###预备知识
本文章基于ml-agents v0.7版本,因为都是阅览版,若读者使用更其他版本肯定有较大不同之处。
再看本文之前希望先对ml-agents有一个初步的认识,将项目运行起来尝试一下。
1.这里可以参考 浪尖儿大神的文章
2.除了 浪尖儿推荐的几个视频外,我还推荐李毅宏的https://www.bilibili.com/video/av24724071已经包含了ml agents所要用到的大多数算法,总长只有6个多小时,最主要的一点视频是中文的。
3.当然这里还需要了解tensorflow,起码要看的懂代码。
打开v0.7的时候我发现多了个barracude代替了原来的TFCSharp,可以使用自己的nn文件来保存模型,使得ml-agents可以在其他平台上运行。不过 barracude需要反编译才能看见源码,下次再与大家分享。
###PPO
参考论文是OpenAI的Proximal Policy Optimization Algorithms
这里我们定位到ml agents项目目录下ml-agents\mlagents\trainers\ppo\models.py,其中包含了ppo和Curiosity模型的主要代码。其中create_ppo_optimizer函数包含了ppo的算法和最后的总loss。
还有一个是bc目录下的models.py这个是模仿学习用到的模型,以后再讲。
代码如下:
def create_ppo_optimizer(self, probs, old_probs, value, entropy, beta, epsilon, lr, max_step):
"""
Creates training-specific Tensorflow ops for PPO models.
:param probs: Current policy probabilities
:param old_probs: Past policy probabilities
:param value: Current value estimate
:param beta: Entropy regularization strength
:param entropy: Current policy entropy
:param epsilon: Value for policy-divergence threshold
:param lr: Learning rate
:param max_step: Total number of training steps.
"""
self.returns_holder = tf.placeholder(shape=[None], dtype=tf.float32, name='discounted_rewards')
self.advantage = tf.placeholder(shape=[None, 1], dtype=tf.float32, name='advantages')
self.learning_rate = tf.train.polynomial_decay(lr, self.global_step, max_step, 1e-10, power=1.0)
self.old_value = tf.placeholder(shape=[None], dtype=tf.float32, name='old_value_estimates')
decay_epsilon = tf.train.polynomial_decay(epsilon, self.global_step, max_step, 0.1, power=1.0)
decay_beta = tf.train.polynomial_decay(beta, self.global_step, max_step, 1e-5, power=1.0)
optimizer = tf.train.AdamOptimizer(learning_rate=self.learning_rate)

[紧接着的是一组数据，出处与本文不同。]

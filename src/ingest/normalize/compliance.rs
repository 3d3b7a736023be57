use super::{BodyRows, NormalizeOutput, Normalizer, normalize_answer};
use crate::error::{IngestError, RowErrors, SchemaMappingWarning};
use crate::ingest::layout::{COMPLIANCE_FIELDS, ColumnMapping, Field, LayoutClassifier, RowKind, Section};
use crate::model::{ComplianceItem, DocType, NormalizedItems};

/// Column order of the older certificate export, which has no header row.
const POSITIONAL_COLUMNS: [Field; 7] = [
    Field::Section,
    Field::Topic,
    Field::QuestionText,
    Field::Answer,
    Field::Citation,
    Field::EffectiveDates,
    Field::Notes,
];

pub struct ComplianceNormalizer {
    classifier: LayoutClassifier,
}

impl ComplianceNormalizer {
    pub fn new() -> Result<Self, IngestError> {
        Ok(Self {
            classifier: LayoutClassifier::new(COMPLIANCE_FIELDS)?,
        })
    }
}

fn positional<'r>(row: &'r [String], field: Field) -> Option<&'r str> {
    let column = POSITIONAL_COLUMNS.iter().position(|candidate| *candidate == field)?;
    row.get(column)
        .map(|cell| cell.trim())
        .filter(|cell| !cell.is_empty())
}

fn section_label(section: Section, row: &[String]) -> String {
    match section {
        Section::Labeled(label) => label,
        _ => row
            .first()
            .map(|cell| cell.trim().to_string())
            .unwrap_or_default(),
    }
}

impl Normalizer for ComplianceNormalizer {
    fn doc_type(&self) -> DocType {
        DocType::ComplianceCertificate
    }

    fn classifier(&self) -> &LayoutClassifier {
        &self.classifier
    }

    fn normalize(&self, body: BodyRows<'_>, _version: &str) -> Result<NormalizeOutput, IngestError> {
        let mut items = Vec::new();
        let mut warnings = Vec::new();
        let mut row_errors = RowErrors::default();

        let mut mapping: Option<ColumnMapping> = None;
        let mut section = String::new();

        for (line, row) in body.iter() {
            match self.classifier.classify(row) {
                RowKind::Blank => {}
                RowKind::Section(found) => section = section_label(found, row),
                RowKind::ColumnHeader(row_mapping) => {
                    if row_mapping.contains(Field::QuestionText) || row_mapping.contains(Field::Answer) {
                        mapping = Some(row_mapping);
                    } else {
                        warnings.push(SchemaMappingWarning::at_row(
                            line,
                            "header row names neither a question nor an answer column",
                        ));
                    }
                }
                RowKind::Data => {
                    let cell = |field: Field| match &mapping {
                        Some(mapping) => mapping.value(row, field),
                        None => positional(row, field),
                    };

                    let Some(question_text) = cell(Field::QuestionText) else {
                        continue;
                    };
                    let (answer, compliance_met) = normalize_answer(cell(Field::Answer).unwrap_or_default());
                    let question_number = cell(Field::QuestionNumber)
                        .map(str::to_string)
                        .unwrap_or_else(|| (items.len() + 1).to_string());

                    items.push(ComplianceItem {
                        section: cell(Field::Section).unwrap_or(section.as_str()).to_string(),
                        question_number,
                        topic: cell(Field::Topic).unwrap_or_default().to_string(),
                        question_text: question_text.to_string(),
                        answer,
                        compliance_met,
                        citation: cell(Field::Citation).unwrap_or_default().to_string(),
                        effective_dates: cell(Field::EffectiveDates).unwrap_or_default().to_string(),
                        notes: cell(Field::Notes).unwrap_or_default().to_string(),
                    });
                    row_errors.record_ok();
                }
            }
        }

        if mapping.is_none() && !items.is_empty() {
            warnings.push(SchemaMappingWarning::file(
                "no column header found; read rows in positional certificate layout",
            ));
        }

        Ok(NormalizeOutput {
            items: NormalizedItems::Compliance(items),
            warnings,
            row_errors,
        })
    }
}
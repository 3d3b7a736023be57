use std::path::Path;

use chrono::NaiveDateTime;
use regex::Regex;

use crate::error::IngestError;
use crate::model::{DocType, SourceFile};

const CAPTURE_TIMESTAMP_FORMAT: &str = "%Y%m%dT%H%M%S";
pub const REGION_DIR_PREFIXES: [&str; 2] = ["region=", "state="];

/// Parses `{doc}_{REGION}_{vYYYY.N}_{YYYYMMDDThhmmss}.csv` names. The
/// timestamp part is optional.
pub struct SourceFileParser {
    pattern: Regex,
}

impl SourceFileParser {
    pub fn new() -> Result<Self, IngestError> {
        Ok(Self {
            pattern: Regex::new(
                r"^(?P<doc>[A-Za-z]+)_(?P<region>[A-Za-z0-9]+)_(?P<version>v\d{4}\.\d+)(?:_(?P<captured>[^.]+))?$",
            )?,
        })
    }

    /// `doc_type` overrides whatever the partition folder or file prefix
    /// says.
    pub fn parse(&self, path: &Path, doc_type: Option<DocType>) -> Result<SourceFile, IngestError> {
        let stem = path
            .file_stem()
            .and_then(|stem| stem.to_str())
            .ok_or_else(|| IngestError::InvalidFileName(path.display().to_string()))?;
        let captures = self
            .pattern
            .captures(stem)
            .ok_or_else(|| IngestError::InvalidFileName(path.display().to_string()))?;

        let doc_type = doc_type
            .or_else(|| partition_doc_type(path))
            .or_else(|| captures["doc"].parse::<DocType>().ok())
            .ok_or_else(|| IngestError::InvalidFileName(path.display().to_string()))?;

        let captured_at = captures
            .name("captured")
            .and_then(|raw| NaiveDateTime::parse_from_str(raw.as_str(), CAPTURE_TIMESTAMP_FORMAT).ok());

        Ok(SourceFile {
            path: path.to_path_buf(),
            doc_type,
            region: captures["region"].to_ascii_uppercase(),
            version: captures["version"].to_string(),
            captured_at,
        })
    }
}

/// `{root}/{partition}/region=XX/file.csv` gives the document type by its
/// partition folder.
fn partition_doc_type(path: &Path) -> Option<DocType> {
    let region_dir = path.parent()?;
    let region_name = region_dir.file_name()?.to_str()?;
    if region_dir_code(region_name).is_none() {
        return None;
    }
    let partition = region_dir.parent()?.file_name()?.to_str()?;
    DocType::from_partition(partition)
}

/// Region code from a `region=XX` (or older `state=XX`) folder name.
pub fn region_dir_code(name: &str) -> Option<&str> {
    REGION_DIR_PREFIXES
        .iter()
        .find_map(|prefix| name.strip_prefix(prefix))
        .filter(|code| !code.is_empty())
}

clipped_value_estimate = self.old_value + tf.clip_by_value(tf.reduce_sum(value, axis=1) - self.old_value,
- decay_epsilon, decay_epsilon)
v_opt_a = tf.squared_difference(self.returns_holder, tf.reduce_sum(value, axis=1))

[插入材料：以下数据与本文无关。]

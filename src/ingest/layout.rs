//! Row classification and header-to-field mapping for spreadsheet exports.
//!
//! Every document family shares the same shape: a few metadata rows, then a
//! body where section labels, column-header rows and data rows interleave.
//! [`LayoutClassifier`] tells them apart and [`ColumnMapper`] turns a header
//! row into a [`ColumnMapping`] over canonical [`Field`]s.

use std::collections::{BTreeMap, BTreeSet};

use regex::Regex;
use tracing::trace;

use crate::error::IngestError;

/// The earliest row that may hold data; rows before it are metadata.
pub const DATA_START_MIN_OFFSET: usize = 3;

const METADATA_KEYWORDS: [&str; 6] = [
    "state",
    "version",
    "library",
    "section",
    "tax admin",
    "certificate",
];
const MAX_HEADER_CELL_CHARS: usize = 40;
const OVERLAP_THRESHOLD: f64 = 0.8;

#[derive(Debug, Clone, Copy, PartialEq, Eq, PartialOrd, Ord, Hash)]
pub enum Field {
    Code,
    Description,
    Treatment,
    Reference,
    Comment,
    Taxable,
    Exempt,
    Included,
    Excluded,
    Threshold,
    Group,
    Section,
    QuestionNumber,
    Topic,
    QuestionText,
    Answer,
    Citation,
    EffectiveDates,
    Notes,
}

/// A canonical field and the header spellings that name it, most specific
/// first. Table order decides ties between fields.
pub type FieldAliases = (Field, &'static [&'static str]);

pub const DEFINITION_FIELDS: &[FieldAliases] = &[
    (Field::Code, &["code", "item number", "item no", "item #", "item", "number"]),
    (Field::Description, &["description", "desc", "definition"]),
    (Field::Treatment, &["treatment", "taxability", "tax treatment", "status"]),
    (Field::Reference, &["reference", "statute", "citation", "ref"]),
    (Field::Comment, &["comment", "comments", "notes", "note", "remarks"]),
    (Field::Taxable, &["taxable"]),
    (Field::Exempt, &["exempt", "exemption"]),
    (Field::Included, &["included", "include"]),
    (Field::Excluded, &["excluded", "exclude"]),
    (Field::Threshold, &["threshold", "limit", "amount"]),
    (Field::Group, &["group", "category"]),
];

pub const COMPLIANCE_FIELDS: &[FieldAliases] = &[
    (Field::Section, &["section"]),
    (
        Field::QuestionNumber,
        &["question number", "question no", "question #", "question id", "q num", "number", "id"],
    ),
    (Field::Topic, &["topic", "subject"]),
    (Field::QuestionText, &["question text", "question", "description", "requirement"]),
    (Field::Answer, &["answer", "response", "compliant", "y/n"]),
    (Field::Citation, &["citation", "statute", "reference", "cite"]),
    (Field::EffectiveDates, &["effective dates", "effective date", "dates"]),
    (Field::Notes, &["notes", "note", "comments", "comment"]),
];

pub const PRACTICE_FIELDS: &[FieldAliases] = &[
    (Field::Group, &["group", "group name", "category"]),
    (
        Field::QuestionNumber,
        &["practice number", "practice no", "question number", "number", "id", "#"],
    ),
    (Field::QuestionText, &["practice", "description", "question text", "question"]),
    (Field::Answer, &["answer", "response"]),
    (Field::Citation, &["citation", "statute", "reference"]),
    (Field::Notes, &["notes", "note", "comments", "comment"]),
];

/// One matching strategy for a header cell.
pub trait HeaderMatcher: Send + Sync {
    fn name(&self) -> &'static str;

    /// First field outside `taken` that accepts `cell`.
    fn match_cell(&self, cell: &str, fields: &[FieldAliases], taken: &BTreeSet<Field>) -> Option<Field>;
}

#[derive(Debug, Clone, Copy, Default)]
pub struct ExactMatcher;

impl HeaderMatcher for ExactMatcher {
    fn name(&self) -> &'static str {
        "exact"
    }

    fn match_cell(&self, cell: &str, fields: &[FieldAliases], taken: &BTreeSet<Field>) -> Option<Field> {
        let key = header_key(cell);
        first_untaken(fields, taken, |alias| key == *alias)
    }
}

/// Either string contains the other. Short spellings never take part.
#[derive(Debug, Clone, Copy, Default)]
pub struct ContainmentMatcher;

impl HeaderMatcher for ContainmentMatcher {
    fn name(&self) -> &'static str {
        "containment"
    }

    fn match_cell(&self, cell: &str, fields: &[FieldAliases], taken: &BTreeSet<Field>) -> Option<Field> {
        let key = header_key(cell);
        if key.chars().count() < 3 || key.chars().count() > MAX_HEADER_CELL_CHARS {
            return None;
        }
        first_untaken(fields, taken, |alias| {
            alias.len() >= 3 && (key.contains(alias) || alias.contains(key.as_str()))
        })
    }
}

/// Shared-character ratio over the shorter of the two alphanumeric forms.
#[derive(Debug, Clone, Copy)]
pub struct OverlapMatcher {
    pub threshold: f64,
}

impl Default for OverlapMatcher {
    fn default() -> Self {
        Self {
            threshold: OVERLAP_THRESHOLD,
        }
    }
}

impl HeaderMatcher for OverlapMatcher {
    fn name(&self) -> &'static str {
        "overlap"
    }

    fn match_cell(&self, cell: &str, fields: &[FieldAliases], taken: &BTreeSet<Field>) -> Option<Field> {
        let key = alphanumeric(cell);
        if key.is_empty() || key.chars().count() > MAX_HEADER_CELL_CHARS {
            return None;
        }
        first_untaken(fields, taken, |alias| {
            let alias = alphanumeric(alias);
            alias.chars().count() >= 4 && overlap_ratio(&key, &alias) >= self.threshold
        })
    }
}

pub fn overlap_ratio(left: &str, right: &str) -> f64 {
    let shorter = left.chars().count().min(right.chars().count());
    if shorter == 0 {
        return 0.0;
    }
    let left_set = left.chars().collect::<BTreeSet<_>>();
    let right_set = right.chars().collect::<BTreeSet<_>>();
    left_set.intersection(&right_set).count() as f64 / shorter as f64
}

fn first_untaken(
    fields: &[FieldAliases],
    taken: &BTreeSet<Field>,
    accepts: impl Fn(&&str) -> bool,
) -> Option<Field> {
    fields
        .iter()
        .filter(|(field, _)| !taken.contains(field))
        .find(|(_, aliases)| aliases.iter().any(&accepts))
        .map(|(field, _)| *field)
}

fn header_key(cell: &str) -> String {
    cell.split_whitespace()
        .collect::<Vec<_>>()
        .join(" ")
        .trim_end_matches([':', '*', '?'])
        .to_lowercase()
}

fn alphanumeric(text: &str) -> String {
    text.chars()
        .filter(|ch| ch.is_alphanumeric())
        .flat_map(char::to_lowercase)
        .collect()
}

/// Column positions for the canonical fields of one header row.
#[derive(Debug, Clone, Default, PartialEq, Eq)]
pub struct ColumnMapping {
    columns: BTreeMap<Field, usize>,
    exact_hits: usize,
}

impl ColumnMapping {
    pub fn is_empty(&self) -> bool {
        self.columns.is_empty()
    }

    pub fn len(&self) -> usize {
        self.columns.len()
    }

    pub fn column(&self, field: Field) -> Option<usize> {
        self.columns.get(&field).copied()
    }

    pub fn contains(&self, field: Field) -> bool {
        self.columns.contains_key(&field)
    }

    /// Trimmed, non-empty cell for `field` in a data row.
    pub fn value<'r>(&self, row: &'r [String], field: Field) -> Option<&'r str> {
        let column = self.column(field)?;
        row.get(column)
            .map(|cell| cell.trim())
            .filter(|cell| !cell.is_empty())
    }

    /// A row is a column header when at least two columns map and one of
    /// them matched a spelling exactly.
    pub fn is_column_header(&self) -> bool {
        self.len() >= 2 && self.exact_hits >= 1
    }
}

/// Runs its matchers as successive passes over the whole row, so an exact
/// hit anywhere claims its field before any looser strategy sees it.
pub struct ColumnMapper {
    tiers: Vec<Box<dyn HeaderMatcher>>,
}

impl Default for ColumnMapper {
    fn default() -> Self {
        Self::new(vec![
            Box::new(ExactMatcher),
            Box::new(ContainmentMatcher),
            Box::new(OverlapMatcher::default()),
        ])
    }
}

impl ColumnMapper {
    /// The first tier counts as the exact tier.
    pub fn new(tiers: Vec<Box<dyn HeaderMatcher>>) -> Self {
        Self { tiers }
    }

    pub fn map_row(&self, row: &[String], fields: &[FieldAliases], skip_label: bool) -> ColumnMapping {
        let mut mapping = ColumnMapping::default();
        let mut taken = BTreeSet::new();
        let mut claimed_columns = BTreeSet::new();
        let first_column = usize::from(skip_label);

        for (tier_idx, tier) in self.tiers.iter().enumerate() {
            for (column, cell) in row.iter().enumerate().skip(first_column) {
                if cell.trim().is_empty() || claimed_columns.contains(&column) {
                    continue;
                }
                if let Some(field) = tier.match_cell(cell, fields, &taken) {
                    trace!(cell = %cell, field = ?field, tier = tier.name(), "mapped header cell");
                    taken.insert(field);
                    claimed_columns.insert(column);
                    mapping.columns.insert(field, column);
                    if tier_idx == 0 {
                        mapping.exact_hits += 1;
                    }
                }
            }
        }
        mapping
    }
}

#[derive(Debug, Clone, PartialEq, Eq)]
pub enum Section {
    Administrative,
    Product,
    Holiday,
    /// A numbered or named grouping such as "Section 2" or "Taxable".
    Labeled(String),
}

#[derive(Debug, Clone, PartialEq, Eq)]
pub enum RowKind {
    Blank,
    Section(Section),
    ColumnHeader(ColumnMapping),
    Data,
}

#[derive(Debug, Clone, Copy, PartialEq, Eq)]
pub struct DataStart {
    pub index: usize,
    pub fallback_used: bool,
}

pub struct LayoutClassifier {
    fields: &'static [FieldAliases],
    mapper: ColumnMapper,
    labeled_section: Regex,
    category_label: Regex,
    banner: Regex,
}

impl LayoutClassifier {
    pub fn new(fields: &'static [FieldAliases]) -> Result<Self, IngestError> {
        Ok(Self {
            fields,
            mapper: ColumnMapper::default(),
            labeled_section: Regex::new(r"(?i)^((section|part|group)\s+\d+|disclosed practice)")?,
            category_label: Regex::new(r"(?i)^(taxable|exempt|included|excluded)$")?,
            banner: Regex::new(r"(?i)^(library|definition|certificate)")?,
        })
    }

    pub fn map_columns(&self, row: &[String], skip_label: bool) -> ColumnMapping {
        self.mapper.map_row(row, self.fields, skip_label)
    }

    /// Section introduced by this row, if any. Named definition sections
    /// may carry column labels on the same row; labeled sections may carry
    /// at most a title next to the label.
    pub fn section_of(&self, row: &[String]) -> Option<Section> {
        let first = row.first().map(|cell| cell.trim()).unwrap_or_default();
        if first.is_empty() {
            return None;
        }

        let lowered = first.to_lowercase();
        if lowered.contains("administrative definition") {
            return Some(Section::Administrative);
        }
        if lowered.contains("product definition") || lowered.contains("product/service definition") {
            return Some(Section::Product);
        }
        if lowered.contains("sales tax holiday") {
            return Some(Section::Holiday);
        }

        let filled = row.iter().filter(|cell| !cell.trim().is_empty()).count();
        if filled <= 2 && (self.labeled_section.is_match(first) || self.category_label.is_match(first)) {
            let label = row
                .iter()
                .map(|cell| cell.trim())
                .filter(|cell| !cell.is_empty())
                .collect::<Vec<_>>()
                .join(" - ");
            return Some(Section::Labeled(label));
        }
        None
    }

    /// Code-keyed data row: a numeric code, or a short code containing a
    /// digit, that is not a section or banner label.
    pub fn is_code_row(&self, row: &[String]) -> bool {
        if row.len() < 2 {
            return false;
        }
        let first = row[0].trim();
        if first.is_empty() || self.banner.is_match(first) || self.category_label.is_match(first) {
            return false;
        }
        if self.section_of(row).is_some() {
            return false;
        }
        if first.chars().all(|ch| ch.is_ascii_digit()) {
            return true;
        }
        first.chars().count() <= 15 && first.chars().any(|ch| ch.is_ascii_digit())
    }

    pub fn classify(&self, row: &[String]) -> RowKind {
        if is_blank(row) {
            return RowKind::Blank;
        }
        if let Some(section) = self.section_of(row) {
            return RowKind::Section(section);
        }
        if self.is_code_row(row) {
            return RowKind::Data;
        }
        let mapping = self.map_columns(row, false);
        if mapping.is_column_header() {
            return RowKind::ColumnHeader(mapping);
        }
        RowKind::Data
    }

    /// First body row at or after [`DATA_START_MIN_OFFSET`]. Section and
    /// column-header rows start the body even when they mention a metadata
    /// keyword.
    pub fn find_data_start(&self, rows: &[Vec<String>], fallback: usize) -> DataStart {
        for (idx, row) in rows.iter().enumerate().skip(DATA_START_MIN_OFFSET) {
            if is_blank(row) {
                continue;
            }
            if self.section_of(row).is_some() || self.map_columns(row, false).is_column_header() {
                return DataStart {
                    index: idx,
                    fallback_used: false,
                };
            }
            if row.len() >= 3 && !mentions_metadata_keyword(row) {
                return DataStart {
                    index: idx,
                    fallback_used: false,
                };
            }
        }

        DataStart {
            index: fallback.min(rows.len()),
            fallback_used: true,
        }
    }
}

pub fn is_blank(row: &[String]) -> bool {
    row.iter().all(|cell| cell.trim().is_empty())
}

fn mentions_metadata_keyword(row: &[String]) -> bool {
    row.iter().take(3).any(|cell| {
        let lowered = cell.to_lowercase();
        METADATA_KEYWORDS
            .iter()
            .any(|keyword| lowered.contains(keyword))
    })
}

v_opt_b = tf.squared_difference(self.returns_holder, clipped_value_estimate)
self.value_loss = tf.reduce_mean(tf.dynamic_partition(tf.maximum(v_opt_a, v_opt_b), self.mask, 2)[1])

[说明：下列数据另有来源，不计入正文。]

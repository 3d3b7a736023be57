mod cli;
mod commands;
mod config;
mod error;
mod ingest;
mod model;
mod store;
mod util;

use anyhow::Result;
use clap::Parser;
use tracing::error;
use tracing_subscriber::EnvFilter;

use crate::cli::{Cli, Commands};

fn main() {
    init_tracing();

    if let Err(err) = run() {
        error!(error = %err, "command failed");
        for cause in err.chain().skip(1) {
            error!(cause = %cause, "caused by");
        }
        std::process::exit(1);
    }
}

fn run() -> Result<()> {
    let cli = Cli::parse();

    match cli.command {
        Commands::Load(args) => commands::load::run(args),
        Commands::Bulk(args) => commands::bulk::run(args),
        Commands::Retry(args) => commands::retry::run(args),
        Commands::Failed(args) => commands::failed::run(args),
        Commands::Performance(args) => commands::performance::run(args),
        Commands::Status(args) => commands::status::run(args),
    }
}

fn init_tracing() {
    let env_filter = EnvFilter::try_from_default_env().unwrap_or_else(|_| EnvFilter::new("info"));

    tracing_subscriber::fmt()
        .with_env_filter(env_filter)
        .with_target(false)
        .with_writer(std::io::stderr)
        .init();
}
use anyhow::{Context, Result, bail};
use tracing::{info, warn};

use crate::cli::LoadArgs;
use crate::commands::open_store;
use crate::config::LoaderConfig;
use crate::ingest::{LoadScheduler, SourceFileParser};
use crate::model::DocType;

pub fn run(args: LoadArgs) -> Result<()> {
    let config = LoaderConfig::from_args(&args.store)?;
    let factory = open_store(&config)?;

    let doc_type = args
        .doc_type
        .as_deref()
        .map(str::parse::<DocType>)
        .transpose()
        .map_err(anyhow::Error::msg)?;
    let file = SourceFileParser::new()?
        .parse(&args.file, doc_type)
        .with_context(|| format!("cannot load {}", args.file.display()))?;

    info!(
        path = %file.path.display(),
        doc_type = %file.doc_type,
        region = %file.region,
        version = %file.version,
        force = args.force,
        "loading file"
    );

    let outcome = LoadScheduler::new(&config, &factory)
        .with_force(args.force)
        .process_file(&file);

    if outcome.skipped {
        if outcome.success {
            info!(path = %outcome.path, "file already loaded");
            return Ok(());
        }
        warn!(
            path = %outcome.path,
            error = %outcome.error.clone().unwrap_or_default(),
            "file has a failed load on record"
        );
        bail!("previous load of {} failed; run `retry` or pass --force", outcome.path);
    }

    if !outcome.success {
        bail!(
            "load failed for {}: {}",
            outcome.path,
            outcome.error.unwrap_or_default()
        );
    }

    info!(
        path = %outcome.path,
        rows = outcome.rows.unwrap_or_default(),
        warnings = outcome.warnings.len(),
        "load completed"
    );
    Ok(())
}
use std::collections::BTreeMap;
use std::path::Path;

use chrono::NaiveDate;
use csv::ReaderBuilder;
use tracing::debug;

use crate::error::IngestError;

const ENCODING_SAMPLE_BYTES: usize = 100;
const UTF8_BOM: [u8; 3] = [0xEF, 0xBB, 0xBF];
const UTF16LE_BOM: [u8; 2] = [0xFF, 0xFE];
const DATE_FORMATS: [&str; 3] = ["%m/%d/%Y", "%Y-%m-%d", "%d/%m/%Y"];

/// Metadata keys holding a date that gets rewritten to ISO form.
const METADATA_DATE_KEYS: [&str; 3] = ["Effective Date", "Published Date", "Revised Date"];

#[derive(Debug, Clone, Copy, PartialEq, Eq)]
pub enum TextEncoding {
    Utf8,
    Utf8Bom,
    Utf16Le,
}

impl TextEncoding {
    pub fn as_str(self) -> &'static str {
        match self {
            TextEncoding::Utf8 => "utf-8",
            TextEncoding::Utf8Bom => "utf-8-sig",
            TextEncoding::Utf16Le => "utf-16-le",
        }
    }
}

#[derive(Debug, Clone)]
pub struct DecodedDocument {
    pub encoding: TextEncoding,
    pub rows: Vec<Vec<String>>,
    pub metadata: BTreeMap<String, String>,
}

pub fn detect_encoding(bytes: &[u8]) -> TextEncoding {
    if bytes.starts_with(&UTF16LE_BOM) {
        return TextEncoding::Utf16Le;
    }
    if bytes.starts_with(&UTF8_BOM) {
        return TextEncoding::Utf8Bom;
    }

    let sample = &bytes[..bytes.len().min(ENCODING_SAMPLE_BYTES)];
    let nulls = sample.iter().filter(|byte| **byte == 0).count();
    // UTF-16LE text in the ASCII range is roughly half null bytes.
    if !sample.is_empty() && nulls * 4 >= sample.len() {
        return TextEncoding::Utf16Le;
    }
    TextEncoding::Utf8
}

pub fn decode_text(bytes: &[u8], path: &Path) -> Result<(String, TextEncoding), IngestError> {
    let encoding = detect_encoding(bytes);
    let decoding_error = |reason: String| IngestError::Decoding {
        path: path.to_path_buf(),
        encoding: encoding.as_str(),
        reason,
    };

    let text = match encoding {
        TextEncoding::Utf16Le => {
            let body = bytes.strip_prefix(&UTF16LE_BOM[..]).unwrap_or(bytes);
            if body.len() % 2 != 0 {
                return Err(decoding_error(format!(
                    "odd byte length {} for a 16-bit encoding",
                    body.len()
                )));
            }
            let units = body
                .chunks_exact(2)
                .map(|pair| u16::from_le_bytes([pair[0], pair[1]]))
                .collect::<Vec<_>>();
            String::from_utf16(&units).map_err(|err| decoding_error(err.to_string()))?
        }
        TextEncoding::Utf8Bom => std::str::from_utf8(&bytes[UTF8_BOM.len()..])
            .map_err(|err| decoding_error(err.to_string()))?
            .to_string(),
        TextEncoding::Utf8 => std::str::from_utf8(bytes)
            .map_err(|err| decoding_error(err.to_string()))?
            .to_string(),
    };

    Ok((text, encoding))
}

/// Latin-1 rendering of arbitrary bytes. Only used to show the offending
/// content in diagnostics; never fed to a normalizer.
pub fn latin1_preview(bytes: &[u8], limit: usize) -> String {
    bytes.iter().take(limit).map(|byte| char::from(*byte)).collect()
}

pub fn read_rows(text: &str, path: &Path, encoding: TextEncoding) -> Result<Vec<Vec<String>>, IngestError> {
    let mut reader = ReaderBuilder::new()
        .has_headers(false)
        .flexible(true)
        .from_reader(text.as_bytes());

    let mut rows = Vec::new();
    for record in reader.records() {
        let record = record.map_err(|err| IngestError::Decoding {
            path: path.to_path_buf(),
            encoding: encoding.as_str(),
            reason: err.to_string(),
        })?;
        rows.push(record.iter().map(|cell| cell.trim().to_string()).collect());
    }
    Ok(rows)
}

pub fn decode_document(bytes: &[u8], path: &Path) -> Result<DecodedDocument, IngestError> {
    let (text, encoding) = decode_text(bytes, path).inspect_err(|_| {
        debug!(
            path = %path.display(),
            preview = %latin1_preview(bytes, 64),
            "undecodable leading bytes"
        );
    })?;
    let rows = read_rows(&text, path, encoding)?;
    let mut metadata = extract_metadata(&rows);
    normalize_metadata_dates(&mut metadata);

    debug!(
        path = %path.display(),
        encoding = encoding.as_str(),
        rows = rows.len(),
        metadata_keys = metadata.len(),
        "decoded document"
    );

    Ok(DecodedDocument {
        encoding,
        rows,
        metadata,
    })
}

/// Pairs the first row's labels with the second row's values, ignoring the
/// leading title column. Fewer than two rows yield an empty map.
pub fn extract_metadata(rows: &[Vec<String>]) -> BTreeMap<String, String> {
    let mut metadata = BTreeMap::new();
    let [labels, values, ..] = rows else {
        return metadata;
    };

    for (idx, label) in labels.iter().enumerate().skip(1) {
        let label = label.trim();
        if label.is_empty() {
            continue;
        }
        let value = values.get(idx).map(|value| value.trim()).unwrap_or_default();
        if !value.is_empty() {
            metadata.insert(label.to_string(), value.to_string());
        }
    }
    metadata
}

pub fn normalize_metadata_dates(metadata: &mut BTreeMap<String, String>) {
    for key in METADATA_DATE_KEYS {
        if let Some(value) = metadata.get_mut(key)
            && let Some(date) = parse_loose_date(value)
        {
            *value = date.format("%Y-%m-%d").to_string();
        }
    }
}

pub fn parse_loose_date(value: &str) -> Option<NaiveDate> {
    let value = value.trim();
    DATE_FORMATS
        .iter()
        .find_map(|format| NaiveDate::parse_from_str(value, format).ok())
}

/// Case-insensitive lookup over an ordered list of accepted keys.
pub fn metadata_value<'a>(metadata: &'a BTreeMap<String, String>, aliases: &[&str]) -> Option<&'a str> {
    aliases.iter().find_map(|alias| {
        metadata
            .iter()
            .find(|(key, _)| key.trim().eq_ignore_ascii_case(alias))
            .map(|(_, value)| value.as_str())
    })
}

# Here we calculate PPO policy loss. In continuous control this is done independently for each action gaussian
# and then averaged together. This provides significantly better performance than treating the probability
# as an average of probabilities, or as a joint probability.
#region ppo2
r_theta = tf.exp(probs - old_probs)
p_opt_a = r_theta * self.advantage
p_opt_b = tf.clip_by_value(r_theta, 1.0 - decay_epsilon, 1.0 + decay_epsilon) * self.advantage
self.policy_loss = -tf.reduce_mean(tf.dynamic_partition(tf.minimum(p_opt_a, p_opt_b), self.mask, 2)[1])
#endregion ppo2
self.loss = self.policy_loss + 0.5 * self.value_loss - decay_beta * tf.reduce_mean(
tf.dynamic_partition(entropy, self.mask, 2)[1])
#curiosity
if self.use_curiosity:
self.loss += 10 * (0.2 * self.forward_loss + 0.8 * self.inverse_loss)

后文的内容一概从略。